::: RAW DATA :::

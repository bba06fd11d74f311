/*!
dispatch.rs - tool name + JSON arguments -> process invocation.

  - resolve  : tool name -> Target (reserved tools first, then discovered commands)
  - dispatch : Target + CallRequest -> Dispatched
  - call     : both of the above, plus argument parsing from the caller's JSON

Every failure here is call-level. Nothing in this module can take the server down.
*/

use std::sync::Arc;

use serde_json::Value;
use thiserror::Error;
use tracing::{debug, info};

use crate::discovery::DiscoveryCache;
use crate::marshal::{CallRequest, build_argv};
use crate::runner::{CallResult, CommandRunner};
use crate::schema::{
    FLAGS_PROPERTY, JsonObject, OutputFormat, ReservedTool, ToolNaming, ToolSchema, catalog,
    denormalize_name,
};

#[derive(Debug, Error, PartialEq, Eq)]
pub enum DispatchError {
    #[error("Unknown tool: {0}")]
    UnknownTool(String),
    #[error("Invalid arguments for {tool}: {reason}")]
    InvalidArguments { tool: String, reason: String },
}

#[derive(Debug, Clone, PartialEq, Eq)]
pub enum Target {
    Raw,
    Help,
    Discover,
    /// A discovered command, in CLI spelling.
    Command(String),
}

impl From<ReservedTool> for Target {
    fn from(tool: ReservedTool) -> Self {
        match tool {
            ReservedTool::Raw => Target::Raw,
            ReservedTool::Help => Target::Help,
            ReservedTool::Discover => Target::Discover,
        }
    }
}

#[derive(Debug, Clone, PartialEq)]
pub enum Dispatched {
    Completed(CallResult),
    /// The cache was rebuilt; carries the new command count.
    Rediscovered { commands: usize },
    /// Top-level help failed during rediscovery; the previous commands stay.
    RediscoveryFailed(CallResult),
}

impl Dispatched {
    pub fn succeeded(&self) -> bool {
        match self {
            Dispatched::Completed(result) => result.succeeded,
            Dispatched::Rediscovered { .. } => true,
            Dispatched::RediscoveryFailed(_) => false,
        }
    }
}

pub struct Dispatcher {
    runner: Arc<dyn CommandRunner>,
    cache: Arc<DiscoveryCache>,
    naming: ToolNaming,
}

impl Dispatcher {
    pub fn new(runner: Arc<dyn CommandRunner>, cache: Arc<DiscoveryCache>, naming: ToolNaming) -> Self {
        Self {
            runner,
            cache,
            naming,
        }
    }

    pub fn naming(&self) -> &ToolNaming {
        &self.naming
    }

    pub fn cache(&self) -> &Arc<DiscoveryCache> {
        &self.cache
    }

    pub fn program(&self) -> &str {
        self.runner.program()
    }

    /// Current tool catalog (may trigger a rebuild).
    pub async fn tools(&self) -> Vec<ToolSchema> {
        let snapshot = self.cache.get_snapshot().await;
        catalog(&self.naming, &snapshot, self.runner.program())
    }

    pub async fn resolve(&self, name: &str) -> Result<Target, DispatchError> {
        if let Some(reserved) = self.naming.reserved(name) {
            return Ok(reserved.into());
        }

        let rest = self
            .naming
            .strip_prefix(name)
            .ok_or_else(|| DispatchError::UnknownTool(name.to_string()))?;

        let snapshot = self.cache.get_snapshot().await;
        if snapshot.is_empty() {
            // Discovery failed; take the caller's word for it.
            return Ok(Target::Command(denormalize_name(rest)));
        }
        snapshot
            .commands
            .keys()
            .find(|command| self.naming.tool_name(command) == name)
            .map(|command| Target::Command(command.clone()))
            .ok_or_else(|| DispatchError::UnknownTool(name.to_string()))
    }

    pub async fn dispatch(&self, target: &Target, request: &CallRequest) -> Result<Dispatched, DispatchError> {
        let cwd = request.cwd.as_deref();
        let result = match target {
            Target::Raw => self.runner.execute(&request.positional_args, cwd).await,
            Target::Help => {
                let mut argv = request.positional_args.clone();
                argv.push("--help".into());
                self.runner.execute(&argv, None).await
            }
            Target::Discover => {
                return Ok(match self.cache.refresh().await {
                    Ok(snapshot) => Dispatched::Rediscovered {
                        commands: snapshot.len(),
                    },
                    Err(failed) => Dispatched::RediscoveryFailed(failed),
                });
            }
            Target::Command(command) => {
                let argv = build_argv(command, request);
                self.runner.execute(&argv, cwd).await
            }
        };
        Ok(Dispatched::Completed(result))
    }

    pub async fn call(&self, name: &str, arguments: Option<&JsonObject>) -> Result<Dispatched, DispatchError> {
        info!(tool = name, "tool call");
        let target = self.resolve(name).await?;
        let request = parse_request(name, &target, arguments)?;
        debug!(?target, ?request, "dispatching");
        self.dispatch(&target, &request).await
    }
}

/* ---- Argument parsing ---- */

fn parse_request(tool: &str, target: &Target, arguments: Option<&JsonObject>) -> Result<CallRequest, DispatchError> {
    let invalid = |reason: String| DispatchError::InvalidArguments {
        tool: tool.to_string(),
        reason,
    };
    let empty = JsonObject::new();
    let arguments = arguments.unwrap_or(&empty);
    let mut request = CallRequest::new(tool);

    match target {
        Target::Discover => return Ok(request),
        Target::Help => {
            let command = optional_string(arguments, "command").map_err(invalid)?;
            let parts: Vec<String> = command
                .as_deref()
                .unwrap_or_default()
                .split_whitespace()
                .map(str::to_string)
                .collect();
            if parts.is_empty() {
                return Err(invalid("'command' is required".into()));
            }
            request.positional_args = parts;
            return Ok(request);
        }
        Target::Raw => {
            if !arguments.contains_key("args") {
                return Err(invalid("'args' is required".into()));
            }
        }
        Target::Command(_) => {}
    }

    if let Some(value) = arguments.get("args") {
        request.positional_args = positional_args(value).map_err(invalid)?;
    }
    request.cwd = optional_string(arguments, "cwd").map_err(invalid)?;

    if matches!(target, Target::Raw) {
        return Ok(request);
    }

    request.subcommand = optional_string(arguments, "subcommand")
        .map_err(invalid)?
        .filter(|s| !s.is_empty());

    match arguments.get(FLAGS_PROPERTY) {
        None | Some(Value::Null) => {}
        Some(Value::Object(flags)) => request.flags = flags.clone(),
        Some(_) => return Err(invalid(format!("'{FLAGS_PROPERTY}' must be an object"))),
    }

    if let Some(format) = optional_string(arguments, "format").map_err(invalid)?
        && !format.is_empty()
    {
        let parsed = OutputFormat::from_str_ci(&format).ok_or_else(|| {
            let allowed: Vec<&str> = OutputFormat::variants().iter().map(|f| f.as_str()).collect();
            invalid(format!("'format' must be one of {}", allowed.join(", ")))
        })?;
        request.format = Some(parsed);
    }

    Ok(request)
}

fn optional_string(arguments: &JsonObject, key: &str) -> Result<Option<String>, String> {
    match arguments.get(key) {
        None | Some(Value::Null) => Ok(None),
        Some(Value::String(s)) => Ok(Some(s.clone())),
        Some(_) => Err(format!("'{key}' must be a string")),
    }
}

/// `args` as an array of scalars, or one string split with shell quoting rules.
fn positional_args(value: &Value) -> Result<Vec<String>, String> {
    match value {
        Value::Null => Ok(Vec::new()),
        Value::String(s) => {
            shell_words::split(s).map_err(|e| format!("could not split 'args': {e}"))
        }
        Value::Array(items) => items
            .iter()
            .map(|item| match item {
                Value::String(s) => Ok(s.clone()),
                Value::Number(n) => Ok(n.to_string()),
                Value::Bool(b) => Ok(b.to_string()),
                _ => Err("'args' items must be strings".to_string()),
            })
            .collect(),
        _ => Err("'args' must be an array of strings".into()),
    }
}

/* ---- Tests ---- */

:::

WORK ORDER: Reproduce, character for character, only the lines of the preceding data that start at the line with "pub fn new(runner: Arc<dyn" and end at the line with "pub fn naming(&self)", both included.

RESULT:
    pub fn new(runner: Arc<dyn CommandRunner>, cache: Arc<DiscoveryCache>, naming: ToolNaming) -> Self {
        Self {
            runner,
            cache,
            naming,
        }
    }

    pub fn naming(&self) -> &ToolNaming {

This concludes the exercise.